◆ Required work
The reply must consist of one number: how many lines of the data include the word "const".

-----

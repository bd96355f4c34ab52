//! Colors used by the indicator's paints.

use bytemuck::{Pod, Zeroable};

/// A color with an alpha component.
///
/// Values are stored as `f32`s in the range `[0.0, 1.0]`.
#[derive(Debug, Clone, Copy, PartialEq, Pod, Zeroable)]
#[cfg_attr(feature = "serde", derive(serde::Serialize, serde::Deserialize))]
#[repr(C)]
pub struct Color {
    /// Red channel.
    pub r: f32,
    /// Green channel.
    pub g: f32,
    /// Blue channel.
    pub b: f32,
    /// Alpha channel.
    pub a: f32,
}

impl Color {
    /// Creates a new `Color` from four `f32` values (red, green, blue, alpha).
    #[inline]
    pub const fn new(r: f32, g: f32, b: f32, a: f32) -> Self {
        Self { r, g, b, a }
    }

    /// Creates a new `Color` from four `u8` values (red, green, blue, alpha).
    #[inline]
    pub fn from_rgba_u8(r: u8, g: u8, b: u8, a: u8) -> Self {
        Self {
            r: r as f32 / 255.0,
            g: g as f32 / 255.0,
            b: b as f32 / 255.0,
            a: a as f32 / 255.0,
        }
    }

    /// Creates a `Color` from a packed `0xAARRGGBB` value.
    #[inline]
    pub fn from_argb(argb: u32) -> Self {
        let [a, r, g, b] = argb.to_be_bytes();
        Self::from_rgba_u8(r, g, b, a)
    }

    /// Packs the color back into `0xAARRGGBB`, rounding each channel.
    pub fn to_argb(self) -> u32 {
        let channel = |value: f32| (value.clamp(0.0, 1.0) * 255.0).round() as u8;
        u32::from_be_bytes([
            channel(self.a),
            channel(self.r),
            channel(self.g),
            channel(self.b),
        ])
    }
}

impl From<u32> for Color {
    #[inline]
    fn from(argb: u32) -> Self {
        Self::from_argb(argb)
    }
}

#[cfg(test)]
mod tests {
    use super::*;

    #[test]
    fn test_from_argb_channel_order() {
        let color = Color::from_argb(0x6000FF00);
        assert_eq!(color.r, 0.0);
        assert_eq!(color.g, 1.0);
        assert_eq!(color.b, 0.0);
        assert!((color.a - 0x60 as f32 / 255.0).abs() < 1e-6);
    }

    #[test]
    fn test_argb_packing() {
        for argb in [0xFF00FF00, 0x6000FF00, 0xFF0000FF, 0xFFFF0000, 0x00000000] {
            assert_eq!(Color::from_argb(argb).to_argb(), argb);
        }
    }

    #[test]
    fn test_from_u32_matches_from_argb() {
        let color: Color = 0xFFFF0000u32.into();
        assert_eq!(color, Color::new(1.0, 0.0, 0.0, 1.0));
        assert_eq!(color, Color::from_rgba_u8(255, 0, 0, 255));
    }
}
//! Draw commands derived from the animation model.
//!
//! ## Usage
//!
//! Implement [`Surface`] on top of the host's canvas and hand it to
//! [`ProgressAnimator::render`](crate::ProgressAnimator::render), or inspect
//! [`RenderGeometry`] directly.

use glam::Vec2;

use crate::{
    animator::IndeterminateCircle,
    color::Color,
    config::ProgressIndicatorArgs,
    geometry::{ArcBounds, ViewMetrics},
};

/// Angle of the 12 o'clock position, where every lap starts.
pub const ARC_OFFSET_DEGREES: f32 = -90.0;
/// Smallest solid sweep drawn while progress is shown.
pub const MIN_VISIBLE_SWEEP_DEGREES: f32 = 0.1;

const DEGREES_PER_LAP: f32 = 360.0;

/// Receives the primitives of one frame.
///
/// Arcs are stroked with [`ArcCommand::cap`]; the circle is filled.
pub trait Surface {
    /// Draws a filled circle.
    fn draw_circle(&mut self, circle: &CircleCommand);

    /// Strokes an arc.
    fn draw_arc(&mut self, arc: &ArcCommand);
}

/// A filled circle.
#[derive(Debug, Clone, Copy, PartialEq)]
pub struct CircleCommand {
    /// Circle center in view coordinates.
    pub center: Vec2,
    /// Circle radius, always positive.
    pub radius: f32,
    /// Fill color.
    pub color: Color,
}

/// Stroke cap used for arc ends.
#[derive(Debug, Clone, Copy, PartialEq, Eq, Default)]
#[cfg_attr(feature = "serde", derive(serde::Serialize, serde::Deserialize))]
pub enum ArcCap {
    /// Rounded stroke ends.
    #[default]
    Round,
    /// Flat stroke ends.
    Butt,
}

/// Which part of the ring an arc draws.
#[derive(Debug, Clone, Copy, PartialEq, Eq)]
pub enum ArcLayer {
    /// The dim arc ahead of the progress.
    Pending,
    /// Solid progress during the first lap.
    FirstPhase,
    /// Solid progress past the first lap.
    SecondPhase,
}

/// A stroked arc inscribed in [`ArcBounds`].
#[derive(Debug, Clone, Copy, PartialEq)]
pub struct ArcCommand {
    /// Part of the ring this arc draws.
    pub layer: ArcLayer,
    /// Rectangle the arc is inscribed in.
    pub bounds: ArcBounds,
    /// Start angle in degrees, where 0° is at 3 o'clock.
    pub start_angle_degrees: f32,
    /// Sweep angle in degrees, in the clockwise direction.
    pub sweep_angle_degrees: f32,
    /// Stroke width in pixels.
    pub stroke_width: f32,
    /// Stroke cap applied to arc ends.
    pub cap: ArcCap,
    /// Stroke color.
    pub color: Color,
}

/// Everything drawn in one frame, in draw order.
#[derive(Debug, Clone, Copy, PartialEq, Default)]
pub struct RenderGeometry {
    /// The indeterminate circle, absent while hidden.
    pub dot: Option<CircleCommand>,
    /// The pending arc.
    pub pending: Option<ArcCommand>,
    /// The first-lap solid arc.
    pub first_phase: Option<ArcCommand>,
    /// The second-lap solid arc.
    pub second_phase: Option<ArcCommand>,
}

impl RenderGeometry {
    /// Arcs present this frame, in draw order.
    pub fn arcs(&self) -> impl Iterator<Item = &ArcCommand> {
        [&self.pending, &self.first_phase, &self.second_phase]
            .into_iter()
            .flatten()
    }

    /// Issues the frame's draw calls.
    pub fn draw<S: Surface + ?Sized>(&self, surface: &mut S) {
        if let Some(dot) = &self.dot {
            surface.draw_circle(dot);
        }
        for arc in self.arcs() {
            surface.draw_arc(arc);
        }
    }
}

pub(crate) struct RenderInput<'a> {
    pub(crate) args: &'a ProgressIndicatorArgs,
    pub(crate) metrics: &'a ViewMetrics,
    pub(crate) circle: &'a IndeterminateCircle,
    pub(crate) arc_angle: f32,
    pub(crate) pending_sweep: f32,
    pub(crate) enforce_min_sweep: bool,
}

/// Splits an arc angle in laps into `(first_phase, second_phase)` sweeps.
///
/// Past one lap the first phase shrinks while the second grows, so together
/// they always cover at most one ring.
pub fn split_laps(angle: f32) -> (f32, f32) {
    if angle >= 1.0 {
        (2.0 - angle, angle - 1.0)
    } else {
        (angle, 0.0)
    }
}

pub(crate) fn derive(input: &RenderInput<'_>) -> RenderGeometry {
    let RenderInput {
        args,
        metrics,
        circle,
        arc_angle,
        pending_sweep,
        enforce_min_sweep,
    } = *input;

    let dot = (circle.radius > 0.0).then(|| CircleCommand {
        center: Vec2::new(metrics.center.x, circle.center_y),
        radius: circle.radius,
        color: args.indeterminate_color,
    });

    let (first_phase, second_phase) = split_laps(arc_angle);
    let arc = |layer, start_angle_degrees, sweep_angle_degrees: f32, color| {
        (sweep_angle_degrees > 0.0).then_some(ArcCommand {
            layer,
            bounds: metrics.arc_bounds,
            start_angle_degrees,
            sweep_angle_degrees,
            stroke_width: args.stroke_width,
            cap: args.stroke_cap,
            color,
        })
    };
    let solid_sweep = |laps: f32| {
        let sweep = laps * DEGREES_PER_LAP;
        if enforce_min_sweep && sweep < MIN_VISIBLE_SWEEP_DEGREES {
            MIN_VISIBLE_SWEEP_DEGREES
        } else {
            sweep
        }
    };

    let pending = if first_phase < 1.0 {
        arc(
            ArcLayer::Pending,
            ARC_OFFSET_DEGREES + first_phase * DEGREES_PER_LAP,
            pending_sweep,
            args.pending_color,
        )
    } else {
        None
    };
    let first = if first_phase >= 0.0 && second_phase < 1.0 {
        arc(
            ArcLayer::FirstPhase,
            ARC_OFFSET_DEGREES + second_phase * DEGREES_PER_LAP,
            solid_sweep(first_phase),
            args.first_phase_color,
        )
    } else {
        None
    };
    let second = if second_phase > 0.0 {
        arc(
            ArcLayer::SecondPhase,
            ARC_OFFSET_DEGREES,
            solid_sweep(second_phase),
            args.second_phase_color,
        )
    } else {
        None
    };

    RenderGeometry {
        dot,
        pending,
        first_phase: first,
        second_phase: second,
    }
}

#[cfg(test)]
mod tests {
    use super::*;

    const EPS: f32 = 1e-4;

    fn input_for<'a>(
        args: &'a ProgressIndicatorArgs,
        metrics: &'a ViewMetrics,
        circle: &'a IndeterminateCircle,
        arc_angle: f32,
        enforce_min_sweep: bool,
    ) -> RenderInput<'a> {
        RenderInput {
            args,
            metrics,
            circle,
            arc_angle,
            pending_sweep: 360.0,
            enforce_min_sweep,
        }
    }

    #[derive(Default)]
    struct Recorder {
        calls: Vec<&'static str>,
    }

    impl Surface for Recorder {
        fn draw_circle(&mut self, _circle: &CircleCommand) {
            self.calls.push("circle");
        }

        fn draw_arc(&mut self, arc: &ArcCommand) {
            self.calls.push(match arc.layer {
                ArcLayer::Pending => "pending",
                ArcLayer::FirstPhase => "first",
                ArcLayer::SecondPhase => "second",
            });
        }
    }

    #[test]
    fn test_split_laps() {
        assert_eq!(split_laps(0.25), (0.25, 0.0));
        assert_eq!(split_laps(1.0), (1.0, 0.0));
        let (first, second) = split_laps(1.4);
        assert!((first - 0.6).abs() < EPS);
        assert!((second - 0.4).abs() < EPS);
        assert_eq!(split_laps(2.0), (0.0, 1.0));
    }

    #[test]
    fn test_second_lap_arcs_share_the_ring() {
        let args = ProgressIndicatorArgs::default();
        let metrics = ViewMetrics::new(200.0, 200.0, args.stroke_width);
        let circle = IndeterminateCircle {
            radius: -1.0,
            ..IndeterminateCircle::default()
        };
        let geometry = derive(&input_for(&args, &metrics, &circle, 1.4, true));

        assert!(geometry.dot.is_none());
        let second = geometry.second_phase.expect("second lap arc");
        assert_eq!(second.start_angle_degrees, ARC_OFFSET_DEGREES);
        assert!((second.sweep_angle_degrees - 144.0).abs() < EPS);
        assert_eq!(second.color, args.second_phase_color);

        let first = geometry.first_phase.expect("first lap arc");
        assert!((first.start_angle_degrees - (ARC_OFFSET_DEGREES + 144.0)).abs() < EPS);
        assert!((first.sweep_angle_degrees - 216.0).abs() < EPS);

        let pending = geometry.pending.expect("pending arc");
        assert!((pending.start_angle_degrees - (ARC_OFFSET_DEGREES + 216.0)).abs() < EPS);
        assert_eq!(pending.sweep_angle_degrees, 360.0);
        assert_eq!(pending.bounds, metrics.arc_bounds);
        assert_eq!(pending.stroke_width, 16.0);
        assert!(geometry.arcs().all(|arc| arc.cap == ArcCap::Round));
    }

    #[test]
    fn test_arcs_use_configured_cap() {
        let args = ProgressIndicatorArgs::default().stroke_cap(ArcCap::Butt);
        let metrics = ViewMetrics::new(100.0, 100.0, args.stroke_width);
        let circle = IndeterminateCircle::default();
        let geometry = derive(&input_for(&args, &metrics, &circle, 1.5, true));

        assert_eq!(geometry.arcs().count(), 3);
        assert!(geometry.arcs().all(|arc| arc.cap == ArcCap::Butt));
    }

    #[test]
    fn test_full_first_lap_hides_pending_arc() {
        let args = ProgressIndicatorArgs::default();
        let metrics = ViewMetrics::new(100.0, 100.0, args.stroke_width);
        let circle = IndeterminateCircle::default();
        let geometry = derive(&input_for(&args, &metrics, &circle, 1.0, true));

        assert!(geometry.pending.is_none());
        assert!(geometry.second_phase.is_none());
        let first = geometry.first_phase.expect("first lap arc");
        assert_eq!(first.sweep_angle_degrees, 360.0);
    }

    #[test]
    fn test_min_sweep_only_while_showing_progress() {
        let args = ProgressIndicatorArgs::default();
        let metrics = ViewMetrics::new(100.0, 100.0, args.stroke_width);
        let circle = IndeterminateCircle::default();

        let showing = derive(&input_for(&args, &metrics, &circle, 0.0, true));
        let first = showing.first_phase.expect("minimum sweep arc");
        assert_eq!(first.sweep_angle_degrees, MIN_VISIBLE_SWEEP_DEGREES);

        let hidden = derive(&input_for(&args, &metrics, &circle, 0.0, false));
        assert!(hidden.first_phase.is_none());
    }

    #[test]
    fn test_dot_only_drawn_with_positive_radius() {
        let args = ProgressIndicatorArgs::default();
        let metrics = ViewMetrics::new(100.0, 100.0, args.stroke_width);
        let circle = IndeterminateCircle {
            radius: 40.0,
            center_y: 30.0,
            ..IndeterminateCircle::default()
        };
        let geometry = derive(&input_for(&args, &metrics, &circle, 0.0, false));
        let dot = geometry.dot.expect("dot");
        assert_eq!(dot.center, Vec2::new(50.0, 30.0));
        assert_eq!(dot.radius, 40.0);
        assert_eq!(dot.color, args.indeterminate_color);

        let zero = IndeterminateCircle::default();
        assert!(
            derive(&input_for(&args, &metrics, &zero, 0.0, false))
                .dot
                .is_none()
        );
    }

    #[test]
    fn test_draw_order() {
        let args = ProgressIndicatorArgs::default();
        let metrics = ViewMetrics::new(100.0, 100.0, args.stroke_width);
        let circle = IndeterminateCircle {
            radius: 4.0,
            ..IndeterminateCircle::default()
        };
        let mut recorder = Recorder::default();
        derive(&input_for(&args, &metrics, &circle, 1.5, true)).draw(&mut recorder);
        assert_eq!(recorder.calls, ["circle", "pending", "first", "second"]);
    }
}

-----

◆ Task answer
5